银屑病发病广泛，严重影响患者的健康。目前的治疗手段不能满足临床需求，因此，发现治疗银屑病的新靶点并发现作用于这一靶点的新颖药物具有广泛的理论价值及临床意义。TRPV3主要在皮肤角质形成细胞（KC）表达，参与炎症反应。本课题提出KC中的TRPV3是一个调控银屑病的关键分子，并可作为分子靶点来开发治疗银屑病药物的假说。本课题将通过生物学、药理学、电生理学的方法，利用咪喹莫特诱导的银屑病动物模型来证明KC中的TRPV3是调控银屑病的关键分子；利用原代培养KC考察TRPV3调控趋化因子的释放及细胞增殖，阐明TRPV3调控银屑病的初步机制；通过高通量药物筛选发现TRPV3选择性抑制剂并验证其对银屑病的治疗效果。本课题的顺利实施，有望进一步阐明银屑病的病理机制，证明KC中的TRPV3对银屑病的调控作用；有望发现治疗银屑病的分子靶点；同时有望发现TRPV3的特异性抑制剂，为治疗银屑病提供先导分子。
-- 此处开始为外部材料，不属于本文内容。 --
//! Display formatting for terminal output
//!
//! Provides utilities for formatting data models and ledger reports as
//! terminal tables.

pub mod activity;
pub mod balance;
pub mod group;

pub use activity::{format_expense_list, format_payment_list};
pub use balance::{
    balance_status, format_balance_table, format_report, format_settlement, format_warnings,
};
pub use group::{format_group_details, format_group_list, format_member_list};
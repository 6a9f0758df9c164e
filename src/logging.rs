//! Tracing/logging initialization.
//!
//! Log output goes to stderr so it never mixes with tables or exports on
//! stdout. The filter comes from `SPLITLEDGER_LOG`, then `RUST_LOG`, then
//! the default level.

use tracing_subscriber::EnvFilter;

/// Environment variable holding the log filter
pub const LOG_ENV: &str = "SPLITLEDGER_LOG";

/// Pick the filter directive for this process
pub fn filter_directive(verbose: bool) -> String {
    if verbose {
        return "splitledger=debug".to_string();
    }

    [LOG_ENV, "RUST_LOG"]
        .iter()
        .filter_map(|key| std::env::var(key).ok())
        .find(|value| !value.trim().is_empty())
        .unwrap_or_else(|| "warn".to_string())
}

/// Initialize tracing/logging for the process.
///
/// Safe to call multiple times (subsequent calls are no-ops).
pub fn init(verbose: bool) {
    let filter = EnvFilter::try_new(filter_directive(verbose))
        .unwrap_or_else(|_| EnvFilter::new("warn"));

    let _ = tracing_subscriber::fmt()
        .with_env_filter(filter)
        .with_writer(std::io::stderr)
        .with_target(false)
        .without_time()
        .try_init();
}

#[cfg(test)]
mod tests {
    use super::*;

    #[test]
    fn test_verbose_wins() {
        assert_eq!(filter_directive(true), "splitledger=debug");
    }

    #[test]
    fn test_init_twice_is_harmless() {
        init(false);
        init(true);
    }
}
Psoriasis approximately affects 1.5-2% population worldwide and severely influences patients’ health with unmet therapeutic interventions. Therefore, further studies to investigate the pathological mechanisms which are responsible for psoriasis progression and unravel novel molecular targets for developing therapeutic interventions are of significance to both basic research and clinic application. It has been reported that Transient Receptor Potential cation channel, subfamily V, member 3 (TRPV3) is abundantly expressed in epidermal keratinocytes and regulating a variety of physiological function of skin, including barrier formation, epithelial injury recovery and release of a plethora of proinflammatory mediators, cytokines as well as chemokines therefore amplifying inflammation in the skin to aggravate psoriasis. In this study, we hypothesize that TRPV3 is a key regulator of psoriasis progression and can served as a molecular target to discover the drugs for psoriasis treatment. In this study, combined with pharmacological, biological as well as electrophysiological approaches, we will investigate the relationship between TRPV3 and psoriasis to demonstrate that TRPV3 expressed in keratinocytes is a critical regulator for psoriasis progression using imiquimod-induced psoriatic lesion mouse model. We will further investigate whether and how TRPV3 regulating the release of cytokines, chemokines and proinflammatory mediators in primary cultured keratinocytes to elucidate the molecular mechanisms for TRPV3 regulating psoriasis. Moreover, we will apply high throughput approaches to discover TRPV3 selective inhibitor(s) and characterize the gating property of TRPV3 inhibitor(s). Finally, we will evaluate the efficacy of discovered TRPV3 inhibitor(s) in psoriatic mouse model. Our study will further elucidate the key role of TRPV3 in psoriasis progression and demonstrate that TRPV3 is a druggable target for development of treatment for psoriasis. We will also discover TRPV3 selective inhibitor(s) which not only can serve as a molecular probe to unravel the patho-physiological function of TRPV3 but also may serve as a lead compound to develop the treatment for psoriasis.